Oftentimes, but not always, a couple is better off financially when they each have their own health plan, as deductibles and OOP are both cut in half. In addition, many insurance plans are way more than double the price for two (or more) individuals than for one. This analysis is especially important when there is a fairly wide disparity in health spending, as seems to be your case at the moment. Could this have made a difference in your case? Maybe, maybe not…until we can invent a crystal ball, choosing health insurance as we get older is mostly going to be a crap shoot. I wish there was a better way.

Rick Connor
2 years ago
Reply to  wtfwjtd

Really good question – I looked at my wife staying on COBRA and me moving to my retiree plan. The subsidy form my former employer made it the winner. I also thought it would b e good get engaged with them since we would be using them in 2022. My wife had some early health spending, but I’m starting to catch up.

wtfwjtd
2 years ago
Reply to  Rick Connor

Oh yeah, and one other minor detail: Neither analysis seems to account for the tax treatment of HSA spending vs strickly OOP spending. Once this is factored in, it appears that choosing between plan A and plan B would be a wash, with plan C being the least favorable option for your scenario.

George Counihan
2 years ago

Always enjoy your commentary gentlemen … One aspect of healthcare decisions that hits me is when I hear new retirees in their early/mid 60s saying that “I’m healthy I never go to the doctor”. I always encourage them to find someone in their late 70s or early 80s and ask them how often they seek medical care.
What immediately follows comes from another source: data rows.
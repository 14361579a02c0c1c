//! Training configuration.
//!
//! Serde-backed structs with sensible defaults and YAML file support.

use serde::{Deserialize, Serialize};
use std::path::Path;

/// Configuration for both training strategies.
#[derive(Debug, Clone, Serialize, Deserialize, Default)]
pub struct TrainingConfig {
    #[serde(default)]
    pub backprop: BackpropConfig,
    #[serde(default)]
    pub ga: GaConfig,
}

/// Gradient-descent training parameters.
#[derive(Debug, Clone, Serialize, Deserialize)]
pub struct BackpropConfig {
    /// Step size for the weight update.
    pub learning_rate: f32,
    /// Maximum number of passes over the training set.
    pub max_epochs: usize,
    /// Stop once aggregate RMSE drops below this.
    pub tolerance: f32,
    /// Epochs between progress log lines.
    pub log_interval: usize,
}

impl Default for BackpropConfig {
    fn default() -> Self {
        Self {
            learning_rate: 0.01,
            max_epochs: 4000,
            tolerance: 0.05,
            log_interval: 100,
        }
    }
}

/// Genetic-search training parameters.
#[derive(Debug, Clone, Serialize, Deserialize)]
pub struct GaConfig {
    /// Number of candidate weight vectors per generation.
    pub population_size: usize,
    /// Generations to run.
    pub generations: usize,
    /// Per-gene probability of a mutation.
    pub mutation_rate: f32,
    /// Standard deviation of a mutation perturbation.
    pub mutation_strength: f32,
    /// Probability that a child mixes genes from both parents.
    pub crossover_rate: f32,
    /// Top candidates copied unchanged into the next generation.
    pub elitism: usize,
    /// Candidates drawn per tournament selection round.
    pub tournament_size: usize,
    /// RNG seed, for reproducible runs.
    pub seed: u64,
}

impl Default for GaConfig {
    fn default() -> Self {
        Self {
            population_size: 32,
            generations: 1000,
            mutation_rate: 0.1,
            mutation_strength: 0.25,
            crossover_rate: 0.6,
            elitism: 2,
            tournament_size: 3,
            seed: 42,
        }
    }
}

impl TrainingConfig {
    /// Load configuration from a YAML file.
    pub fn from_file<P: AsRef<Path>>(path: P) -> Result<Self, Box<dyn std::error::Error>> {
        let contents = std::fs::read_to_string(path)?;
        let config: TrainingConfig = serde_yaml::from_str(&contents)?;
        config.validate()?;
        Ok(config)
    }

    /// Save configuration to a YAML file.
    pub fn save<P: AsRef<Path>>(&self, path: P) -> Result<(), Box<dyn std::error::Error>> {
        let yaml = serde_yaml::to_string(self)?;
        std::fs::write(path, yaml)?;
        Ok(())
    }

    /// Validate configuration values.
    pub fn validate(&self) -> Result<(), String> {
        if self.backprop.learning_rate <= 0.0 {
            return Err("learning_rate must be > 0".to_string());
        }
        if self.backprop.max_epochs == 0 {
            return Err("max_epochs must be > 0".to_string());
        }
        if self.backprop.tolerance < 0.0 {
            return Err("tolerance must be >= 0".to_string());
        }
        if self.ga.population_size < 2 {
            return Err("population_size must be >= 2".to_string());
        }
        if self.ga.elitism >= self.ga.population_size {
            return Err("elitism must be smaller than population_size".to_string());
        }
        if self.ga.tournament_size == 0 {
            return Err("tournament_size must be > 0".to_string());
        }
        if !(0.0..=1.0).contains(&self.ga.mutation_rate) {
            return Err("mutation_rate must be in [0, 1]".to_string());
        }
        if !(0.0..=1.0).contains(&self.ga.crossover_rate) {
            return Err("crossover_rate must be in [0, 1]".to_string());
        }
        Ok(())
    }
}
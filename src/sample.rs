#![warn(missing_docs)]
#![warn(clippy::missing_docs_in_private_items)]

//! Short previews of test input files.

use std::{
    fs::File,
    io::{BufReader, Read},
    path::Path,
};

use anyhow::{Context, Result};

use crate::{
    constants::{INPUT_SAMPLE_ELLIPSIS, INPUT_SAMPLE_MAX_BYTES, INPUT_SAMPLE_MAX_LINES},
    util::floor_char_boundary,
};

/// Builds a preview from the beginning of an input text.
///
/// Keeps at most [`INPUT_SAMPLE_MAX_LINES`] lines, then at most
/// [`INPUT_SAMPLE_MAX_BYTES`] bytes; each cut appends `"...\n"`.
pub fn sample_text(text: &str) -> String {
    let mut lines = text.split_inclusive('\n');
    let mut sample: String = lines.by_ref().take(INPUT_SAMPLE_MAX_LINES).collect();
    if lines.next().is_some() {
        sample.push_str(INPUT_SAMPLE_ELLIPSIS);
    }

    if sample.len() > INPUT_SAMPLE_MAX_BYTES {
        sample.truncate(floor_char_boundary(&sample, INPUT_SAMPLE_MAX_BYTES));
        sample.push_str(INPUT_SAMPLE_ELLIPSIS);
    }

    sample
}

/// Reads a preview of the input file at `path`, as shown to students.
///
/// Only the first `INPUT_SAMPLE_MAX_BYTES + 1` bytes are read, which is enough
/// to decide both cuts made by [`sample_text`].
pub fn input_sample(path: &Path) -> Result<String> {
    let file = File::open(path)
        .with_context(|| format!("Could not open input file {}", path.display()))?;

    let mut prefix = Vec::with_capacity(INPUT_SAMPLE_MAX_BYTES + 1);
    BufReader::new(file)
        .take(INPUT_SAMPLE_MAX_BYTES as u64 + 1)
        .read_to_end(&mut prefix)
        .with_context(|| format!("Could not read input file {}", path.display()))?;

    Ok(sample_text(&String::from_utf8_lossy(&prefix)))
}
Quite a different story

R Quinn
2 years ago

Don’t feel bad, choosing health benefits is a gamble simply because there are too many choices. I recently helped my son work through a 96 page open enrollment manual for his employer. It was ridiculous with no way to predict the right choice. One plan had different tiers of participating doctors. Try asking your doctor which tier she is in among the eight or so insurers she accepts. Depending on your ages it’s possible selecting an ACA plan could have been a better deal.

Rick Connor
2 years ago
Reply to  R Quinn

Thanks Dick. That sounds like a lot more complicated plan than I’ve been exposed to.

I have several friends who have preceded me in signing up for our former employer’s retiree medical plan. One did pretty extensive research on other options, including ACA, and concluded the subsidized employer plan was the best choice. I’m still a bit disappointed I missed the point that buying a full years lower deductible for just 5 months of premiums was a good deal.